23.9.2021

The Ultimate Bar Etiquette Guide for Bartenders

Written by Aine Hendron

bar etiquette

The unspoken rule of thumb in most hospitality jobs is ‘it’s not what you do, but how you do it’. Bar work is no exception. Depending on the type of bar you work in, guests will have certain expectations of your actions and attitudes. Your etiquette reflects on the bar as a whole and contributes to guests’ opinions and experiences. 

Etiquette expectations will vary from venue to venue, depending on the formality and the type of bar you work in and your management team. However, there are some rules that all bartenders and servers should follow, whether you work in a cocktail lounge or a sports pub. 

Mise en place

Mise en place (rhymes with ‘cheese on sauce’), is a French term that means “to put in place”. It describes all of the preparation in the bar before the doors open for business [1]. Before customers arrive, you’ll want to make sure that both sides of the bar are completely ready for service. 

Organise your workspace

There can’t be an ‘organised mess’ when operating a bar. Cleanliness and tidiness are important for three reasons: hygiene, health and safety, and customer satisfaction. A messy bar area will slow down service and cause chaos, which doesn’t benefit anybody.

Bar tools

Everything should have a designated place behind the bar for optimum efficiency. Have tools and equipment sitting ready for your first order before your guests arrive to ensure prompt service, and return them to their rightful place when finished. 

In a fast-paced environment, things can go wrong quickly, so it’s important to take all precautions against injury. All knives and cutting boards should be kept in a designated station, as should lighters, corkscrews, ice picks, graters, peelers, and any other sharp or potentially dangerous tools, for safety reasons. 

Equipment and machinery

Good etiquette goes beyond being gracious to customers. It extends to how you treat your co-workers, too. A considerate bartender will check over all of the equipment and machinery when preparing for work. Make sure that fridges and freezers are set at the right temperature and that they’re well-stocked. Check that the ice machine is filled, and empty the dishwasher and washing machine. 
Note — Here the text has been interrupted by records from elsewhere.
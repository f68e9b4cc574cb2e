use crate::error::CatalogError;
use serde::{Deserialize, Deserializer, Serialize, Serializer};
use std::fmt;
use std::str::FromStr;

/// Shot category. Each has its own tempo ratio family.
#[derive(Debug, Clone, Copy, PartialEq, Eq, Hash)]
pub enum ShotType {
    LongGame,
    ShortGame,
    Putting,
}

impl ShotType {
    pub const ALL: [ShotType; 3] = [ShotType::LongGame, ShotType::ShortGame, ShotType::Putting];

    /// Stable lowercase key used in files and on the command line.
    pub fn key(self) -> &'static str {
        match self {
            ShotType::LongGame => "long_game",
            ShotType::ShortGame => "short_game",
            ShotType::Putting => "putting",
        }
    }

    pub fn display_name(self) -> &'static str {
        match self {
            ShotType::LongGame => "Long Game",
            ShotType::ShortGame => "Short Game",
            ShotType::Putting => "Putting",
        }
    }
}

impl fmt::Display for ShotType {
    fn fmt(&self, f: &mut fmt::Formatter<'_>) -> fmt::Result {
        f.write_str(self.display_name())
    }
}

impl FromStr for ShotType {
    type Err = CatalogError;

    /// Accepts keys and display names, ignoring case and separators.
    fn from_str(value: &str) -> Result<Self, Self::Err> {
        let normalized: String = value
            .chars()
            .filter(|c| !matches!(c, ' ' | '_' | '-'))
            .flat_map(char::to_lowercase)
            .collect();
        match normalized.as_str() {
            "longgame" | "long" => Ok(ShotType::LongGame),
            "shortgame" | "short" => Ok(ShotType::ShortGame),
            "putting" | "putt" => Ok(ShotType::Putting),
            _ => Err(CatalogError::UnknownShotType {
                value: value.to_string(),
            }),
        }
    }
}

impl Serialize for ShotType {
    fn serialize<S: Serializer>(&self, serializer: S) -> Result<S::Ok, S::Error> {
        serializer.serialize_str(self.key())
    }
}

impl<'de> Deserialize<'de> for ShotType {
    fn deserialize<D: Deserializer<'de>>(deserializer: D) -> Result<Self, D::Error> {
        let raw = String::deserialize(deserializer)?;
        raw.parse().map_err(serde::de::Error::custom)
    }
}

#[cfg(test)]
mod tests {
    use super::*;

    #[test]
    fn test_parse_accepts_keys_and_display_names() {
        assert_eq!("long_game".parse::<ShotType>().unwrap(), ShotType::LongGame);
        assert_eq!("Long Game".parse::<ShotType>().unwrap(), ShotType::LongGame);
        assert_eq!("SHORT-GAME".parse::<ShotType>().unwrap(), ShotType::ShortGame);
        assert_eq!("Putting".parse::<ShotType>().unwrap(), ShotType::Putting);
        assert!("bunker".parse::<ShotType>().is_err());
    }

    #[test]
    fn test_serde_uses_keys() {
        let json = serde_json::to_string(&ShotType::ShortGame).unwrap();
        assert_eq!(json, "\"short_game\"");
        let parsed: ShotType = serde_json::from_str("\"Putting\"").unwrap();
        assert_eq!(parsed, ShotType::Putting);
    }

    #[test]
    fn test_round_trip_all_variants() {
        for shot in ShotType::ALL {
            assert_eq!(shot.key().parse::<ShotType>().unwrap(), shot);
            assert_eq!(shot.display_name().parse::<ShotType>().unwrap(), shot);
        }
    }
}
The old saying is true: if you fail to prepare, prepare to fail. Spotting issues with machinery at the beginning of the shift means that you can take control of the problem with a lot less stress than if you were to realise midway through a busy service. 

Customer areas

On the other side of the bar, the customer area should be clean and tidy. This is for the same three reasons: hygiene, health and safety, and customer satisfaction. When hosting customers in a venue, safety protocols are paramount, especially when alcohol is involved. Before doors open, you must be confident that the following cleaning and maintenance has been done:

  • Remove any clutter blocking fire escape exits
  • Clean all tables, chairs, and touchpoints
  • Make sure that tables and chairs aren’t wobbly or unbalanced
  • Brush, mop and dry mop floors - check specifically for broken glass and spillages from the night before

Ambience

Set the tone prior to customer arrival for a great hospitality experience. Make sure the music and lighting are at the appropriate levels, and that any aspects of the venue’s decor are adjusted accordingly. 

Interacting with guests

A large part of the atmosphere in a bar boils down to the people inside. People come to a bar for a good time, and as an employee, you must do your part to make sure that your customers are happy.

Create a rapport

The way you speak to guests will largely depend on how formal the bar you work in is. If you work in an up-market martini bar, you must remain respectful and professional, and limit discussions to drink recommendations. If you work in a more relaxed bar, you’ll be able to converse with customers and even have a joke with them. Studies have shown that using humour and can help us connect with others, builds trust, and increases our likability - great for the tip jar [1]. 

Regardless of the setting, servers and bartenders alike should always remain polite and well-mannered to customers. 

Patience is key

Working with the general public can be frustrating, especially when alcohol is involved. Couple that with a fast-paced, high-pressure environment with loud music and low lighting. The most fundamental element to having good bar etiquette is to remain calm under the stress. It’ll improve teamwork skills and help when dealing with difficult customers

Become an expert mixologist

It’s a very rewarding when you make a recommendation and the other person likes it. Having a good understanding of what flavours compliment others, and which drinks people usually like if they’ve tried another one and liked it will go a very long way in your favour as a bartender. Your confidence in making personalised recommendations will grow as you gain a better understanding of flavours and gain experience behind the bar. It will also help you work faster, more efficiently, and is sure to impress your manager or employer. 

Speed and efficiency

Move quickly, but don’t rush. The more you get into the flow of bartending, the easier it comes. The main benefit of this is that you’ll be able to serve more customers in a shorter space of time, which prevents long queues and is better for overall customer service

Since most servers aren’t allowed to leave until the bar is cleaned and ready for tomorrow’s service, you’ll want to get all cleaning tasks done promptly after doors shut. Apply a CAYG (clean as you go) method while working and encourage your co-workers to do the same.